The task | The listing below needs to be copied in full, exactly.

Records shown |
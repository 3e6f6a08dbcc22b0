use axum::async_trait;
use axum::extract::{FromRef, FromRequestParts};
use axum::http::request::Parts;
use tracing::warn;
use uuid::Uuid;

use crate::auth::claims::Role;
use crate::auth::cookies;
use crate::auth::jwt::JwtKeys;
use crate::error::ApiError;

/// Identity proven by the session-token cookie. The role is taken from the
/// verified token only; the `role` cookie is never consulted.
#[derive(Debug, Clone, Copy)]
pub struct AuthUser {
    pub id: Uuid,
    pub role: Role,
}

#[async_trait]
impl<S> FromRequestParts<S> for AuthUser
where
    S: Send + Sync,
    JwtKeys: FromRef<S>,
{
    type Rejection = ApiError;

    async fn from_request_parts(parts: &mut Parts, state: &S) -> Result<Self, Self::Rejection> {
        let keys = JwtKeys::from_ref(state);
        let token = cookies::token_from_headers(&parts.headers)
            .ok_or_else(|| ApiError::Unauthenticated("No token provided".to_string()))?;

        let claims = keys.verify(&token).map_err(|e| {
            warn!(error = %e, "session token rejected");
            ApiError::Unauthenticated("Invalid token".to_string())
        })?;

        Ok(AuthUser {
            id: claims.sub,
            role: claims.role,
        })
    }
}

/// `AuthUser` narrowed to the admin role.
#[derive(Debug, Clone, Copy)]
pub struct AdminUser(pub AuthUser);

#[async_trait]
impl<S> FromRequestParts<S> for AdminUser
where
    S: Send + Sync,
    JwtKeys: FromRef<S>,
{
    type Rejection = ApiError;

    async fn from_request_parts(parts: &mut Parts, state: &S) -> Result<Self, Self::Rejection> {
        let user = AuthUser::from_request_parts(parts, state).await?;
        if user.role != Role::Admin {
            warn!(user_id = %user.id, role = %user.role, "admin route rejected");
            return Err(ApiError::Forbidden("Forbidden action".to_string()));
        }
        Ok(AdminUser(user))
    }
}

Exercise response |
repository 3e6f6a08dbcc22b0
use axum::async_trait;
use axum::extract::{FromRef, FromRequestParts};
use axum::http::request::Parts;
use tracing::warn;
use uuid::Uuid;

use crate::auth::claims::Role;
use crate::auth::cookies;
use crate::auth::jwt::JwtKeys;
use crate::error::ApiError;

/// Identity proven by the session-token cookie. The role is taken from the
/// verified token only; the `role` cookie is never consulted.
#[derive(Debug, Clone, Copy)]
pub struct AuthUser {
    pub id: Uuid,
    pub role: Role,
}

#[async_trait]
impl<S> FromRequestParts<S> for AuthUser
where
    S: Send + Sync,
    JwtKeys: FromRef<S>,
{
    type Rejection = ApiError;

    async fn from_request_parts(parts: &mut Parts, state: &S) -> Result<Self, Self::Rejection> {
        let keys = JwtKeys::from_ref(state);
        let token = cookies::token_from_headers(&parts.headers)
            .ok_or_else(|| ApiError::Unauthenticated("No token provided".to_string()))?;

        let claims = keys.verify(&token).map_err(|e| {
            warn!(error = %e, "session token rejected");
            ApiError::Unauthenticated("Invalid token".to_string())
        })?;

        Ok(AuthUser {
            id: claims.sub,
            role: claims.role,
        })
    }
}

/// `AuthUser` narrowed to the admin role.
#[derive(Debug, Clone, Copy)]
pub struct AdminUser(pub AuthUser);

#[async_trait]
impl<S> FromRequestParts<S> for AdminUser
where
    S: Send + Sync,
    JwtKeys: FromRef<S>,
{
    type Rejection = ApiError;

    async fn from_request_parts(parts: &mut Parts, state: &S) -> Result<Self, Self::Rejection> {
        let user = AuthUser::from_request_parts(parts, state).await?;
        if user.role != Role::Admin {
            warn!(user_id = %user.id, role = %user.role, "admin route rejected");
            return Err(ApiError::Forbidden("Forbidden action".to_string()));
        }
        Ok(AdminUser(user))
    }
}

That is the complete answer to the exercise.